I have known and worked with a small number, both M2F and F2M. And while it’s exotic and curious at first, that all wears off eventually.

However, I have an in-law relative who went through a very difficult time in their life and ended up M2F. He was in his mid-40s, had been married for many years, loved his wife very much, no kids. The wife contracted cancer and died. He was devastated, as could be expected. Eventually, he sorta-kinda got together with another lady, she from a very very sheltered home life (lived with parents into middle age). They planned on getting married but she eventually backed out. More pain on his side. Then one day BINGO! He announced he was going to get a sex change. In my observation, this was a desperately unhappy person who was grasping at anything to alleviate the pain, short of suicide. So, I’m a bit torn, I accept fully that people are born with the wrong parts and want to live as they know they should. But in my in-laws situation I am not convinced this was the case at all.

So, I can say that at least once, yes I cared very much!

I’d find it initially peculiar, but wouldn’t otherwise care.

This. Unless it was my husband, I wouldn’t care at all. However, if I were friends with the person I would care as it relates our friendship (i.e. providing support, lending an understanding ear, etc).

If the person was not my friend and I had no particular relationship with them, I wouldn’t care at all. I might be curious and silently root for them but it wouldn’t affect my opinion any more than finding out a distant co-worker had their tonsils out.

I’ve been acquainted with a few actual transsexuals over the years, but all but one were more-or-less out before I met them. The exception is an FtM I’ll call “Jack” who I was in college with and only knew as a girl. He didn’t come out and start living as a man until after graduation, and since I haven’t seen him since then I only know from mutual friends that he is in fact transsexual.

Since my only memories of Jack are from when he was still Jackie, it is a little weird for me to think of him as a man. I knew Jackie as an out-and-proud lesbian (although not a particularly butch lesbian, funnily enough) and president of the campus gay/straight alliance, and I’ll admit when I heard that she was a he one of my first thoughts was “Wait, Jackie wasn’t even really a lesbian?!” It was a little disappointing that someone I’d seen as something of a lesbian role model on campus didn’t identify as a woman. Then I felt sad that even within the gay/straight alliance Jack apparently didn’t feel he could come out as a transsexual. But it’s not like we were that close (Jackie was a senior when I was a freshman), so maybe he was out to people he knew better. Or maybe he didn’t really work out his gender identity until after college, I don’t know.

If someone I knew better suddenly came out as transsexual I’d be surprised at first, but I’d probably then think “Well, I didn’t see it coming with Jackie either!” It wouldn’t bother me, but if this were a friend then I certainly hope I’d care about this news in the same way I’d care about any other important news about their life.

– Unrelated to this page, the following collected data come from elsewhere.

//! MIDI routing on the same lock-free publication pattern as the audio
//! server, structurally simpler: per-client bounded message queues and an
//! atomically swapped routing snapshot. Hardware I/O stays with the host
//! backend; this module only moves timestamped messages.

use std::collections::HashMap;
use std::sync::atomic::{AtomicU32, AtomicU64, Ordering};
use std::sync::{Arc, Weak};

use arc_swap::ArcSwap;
use crossbeam_queue::ArrayQueue;
use parking_lot::Mutex;

use crosswire_rt::MidiMessage;

pub const DEFAULT_MIDI_QUEUE: usize = 4096;

/// Bounded lock-free queue of timestamped messages. Multiple producers,
/// single consumer; overflow drops the newest message.
pub struct MidiMessageQueue {
    queue: ArrayQueue<MidiMessage>,
    auto_position: AtomicU32,
}

impl MidiMessageQueue {
    pub fn new(capacity: usize) -> Self {
        Self {
            queue: ArrayQueue::new(capacity.max(16)),
            auto_position: AtomicU32::new(0),
        }
    }

    /// Pushes one message. Messages with frame 0 get an auto-incremented
    /// position so relative order survives the queue.
    pub fn push(&self, mut message: MidiMessage) -> bool {
        if message.frame == 0 {
            message.frame = self.auto_position.fetch_add(1, Ordering::Relaxed);
        }
        self.queue.push(message).is_ok()
    }

    /// Drains up to `max` messages into `out` (which must have capacity;
    /// callers on realtime threads pre-reserve).
    pub fn drain_into(&self, out: &mut Vec<MidiMessage>, max: usize) {
        for _ in 0..max {
            match self.queue.pop() {
                Some(message) => out.push(message),
                None => break,
            }
        }
        self.auto_position.store(0, Ordering::Relaxed);
    }

    pub fn len(&self) -> usize {
        self.queue.len()
    }

    pub fn is_empty(&self) -> bool {
        self.queue.is_empty()
    }
}

/// A client's MIDI device subscriptions, by device name.
#[derive(Debug, Clone, Default, PartialEq, Eq)]
pub struct MidiClientState {
    pub inputs: Vec<String>,
    pub outputs: Vec<String>,
}

impl MidiClientState {
    pub fn serialize(&self) -> String {
        let mut parts = Vec::with_capacity(2 + self.inputs.len() + self.outputs.len());
        parts.push(format!("IN:{}", self.inputs.len()));
        parts.extend(self.inputs.iter().cloned());
        parts.push(format!("OUT:{}", self.outputs.len()));
        parts.extend(self.outputs.iter().cloned());
        parts.join(";")
    }

    pub fn deserialize(data: &str) -> Self {
        let mut state = MidiClientState::default();
        let parts: Vec<&str> = data.split(';').collect();
        let mut index = 0;
        while index < parts.len() {
            if let Some(count) = parts[index].strip_prefix("IN:").and_then(|n| n.parse::<usize>().ok()) {
                index += 1;
                for _ in 0..count.min(parts.len().saturating_sub(index)) {
                    if !parts[index].is_empty() {
                        state.inputs.push(parts[index].to_string());
                    }
                    index += 1;
                }
            } else if let Some(count) = parts[index].strip_prefix("OUT:").and_then(|n| n.parse::<usize>().ok()) {
                index += 1;
                for _ in 0..count.min(parts.len().saturating_sub(index)) {
                    if !parts[index].is_empty() {
                        state.outputs.push(parts[index].to_string());
                    }
                    index += 1;
                }
            } else {
                index += 1;
            }
        }
        state
    }
}

struct MidiRouteEntry {
    incoming: Arc<MidiMessageQueue>,
    outgoing: Arc<MidiMessageQueue>,
    inputs: Vec<String>,
    outputs: Vec<String>,
}

#[derive(Default)]
struct MidiRoutingSnapshot {
    entries: Vec<Arc<MidiRouteEntry>>,
}

struct MidiClientInfo {
    state: MidiClientState,
    entry: Arc<MidiRouteEntry>,
}

/// Registry of MIDI clients with an atomically published routing snapshot
/// for the device-facing realtime paths.
pub struct MidiServer {
    clients: Mutex<HashMap<u64, MidiClientInfo>>,
    snapshot: ArcSwap<MidiRoutingSnapshot>,
    next_client_id: AtomicU64,
    queue_capacity: usize,
}

impl MidiServer {
    pub fn new() -> Arc<Self> {
        Self::with_queue_capacity(DEFAULT_MIDI_QUEUE)
    }

    pub fn with_queue_capacity(capacity: usize) -> Arc<Self> {
        Arc::new(Self {
            clients: Mutex::new(HashMap::new()),
            snapshot: ArcSwap::from_pointee(MidiRoutingSnapshot::default()),
            next_client_id: AtomicU64::new(1),
            queue_capacity: capacity,
        })
    }

    pub fn register_client(self: &Arc<Self>, state: MidiClientState) -> MidiClient {
        let id = self.next_client_id.fetch_add(1, Ordering::AcqRel);
        let entry = Arc::new(MidiRouteEntry {
            incoming: Arc::new(MidiMessageQueue::new(self.queue_capacity)),
            outgoing: Arc::new(MidiMessageQueue::new(self.queue_capacity)),
            inputs: state.inputs.clone(),
            outputs: state.outputs.clone(),
        });
        let client = MidiClient {
            id,
            server: Arc::downgrade(self),
            incoming: Arc::clone(&entry.incoming),
            outgoing: Arc::clone(&entry.outgoing),
        };
        self.clients.lock().insert(id, MidiClientInfo { state, entry });
        self.rebuild_snapshot();
        client
    }

    fn unregister_client(&self, id: u64) {
        if self.clients.lock().remove(&id).is_some() {
            self.rebuild_snapshot();
        }
    }

    pub fn update_client_subscriptions(&self, id: u64, state: MidiClientState) {
        {
            let mut clients = self.clients.lock();
            let Some(info) = clients.get_mut(&id) else { return };
            if info.state == state {
                return;
            }
            // Queues survive resubscription; only the routing changes.
            info.entry = Arc::new(MidiRouteEntry {
                incoming: Arc::clone(&info.entry.incoming),
                outgoing: Arc::clone(&info.entry.outgoing),
                inputs: state.inputs.clone(),
                outputs: state.outputs.clone(),
            });
            info.state = state;
        }
        self.rebuild_snapshot();
    }

    pub fn client_state(&self, id: u64) -> MidiClientState {
        self.clients
            .lock()
            .get(&id)
            .map(|info| info.state.clone())
            .unwrap_or_default()
    }

    /// Realtime: fans messages arriving from `device` out to every client
    /// subscribed to it.
    pub fn deliver_from_device(&self, device: &str, messages: &[MidiMessage]) {
        let snapshot = self.snapshot.load();
        for entry in &snapshot.entries {
            if entry.inputs.iter().any(|name| name == device) {
                for message in messages {
                    entry.incoming.push(*message);
                }
            }
        }
    }

    /// Realtime: collects messages queued by clients for `device`.
    pub fn collect_for_device(&self, device: &str, out: &mut Vec<MidiMessage>, max: usize) {
        let snapshot = self.snapshot.load();
        for entry in &snapshot.entries {
            if entry.outputs.iter().any(|name| name == device) {
                entry.outgoing.drain_into(out, max);
            }
        }
    }

    fn rebuild_snapshot(&self) {
        let clients = self.clients.lock();
        let mut entries: Vec<Arc<MidiRouteEntry>> =
            clients.values().map(|info| Arc::clone(&info.entry)).collect();
        entries.sort_by_key(|entry| Arc::as_ptr(entry) as usize);
        drop(clients);
        self.snapshot.store(Arc::new(MidiRoutingSnapshot { entries }));
    }
}

/// Per-consumer MIDI facade: drain pending input, send output, inject
/// loopback messages.
pub struct MidiClient {
    id: u64,
    server: Weak<MidiServer>,
    incoming: Arc<MidiMessageQueue>,
    outgoing: Arc<MidiMessageQueue>,
}

impl MidiClient {
    pub fn id(&self) -> u64 {
        self.id
    }

    /// Drains messages routed to this client since the last call.
    pub fn drain_pending(&self, out: &mut Vec<MidiMessage>, max: usize) {
        self.incoming.drain_into(out, max);
    }

    /// Queues messages toward this client's output subscriptions.
    pub fn send(&self, messages: &[MidiMessage]) {
        for message in messages {
            self.outgoing.push(*message);
        }
    }

    /// Feeds messages straight into this client's own pending queue.
    pub fn inject(&self, messages: &[MidiMessage]) {
        for message in messages {
            self.incoming.push(*message);
        }
    }

    pub fn set_subscriptions(&self, state: MidiClientState) {
        if let Some(server) = self.server.upgrade() {
            server.update_client_subscriptions(self.id, state);
        }
    }

    pub fn subscriptions(&self) -> MidiClientState {
        self.server
            .upgrade()
            .map(|server| server.client_state(self.id))
            .unwrap_or_default()
    }
}

impl Drop for MidiClient {
    fn drop(&mut self) {
        if let Some(server) = self.server.upgrade() {
            server.unregister_client(self.id);
        }
    }
}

I don’t care. I do care if they start telling me surgical details that makes me kinda squeamish.

I’ve met a few transsexuals in my life. I cared more in that my interest was piqued. I think it’s kind of icky in a visceral, “I don’t want my nuts cut off.”, sort of way.

One of the most interesting ones I met was someone who was a man who became a woman who went back to being a man.

I can’t even decide on a tattoo let alone having bodily organs excised.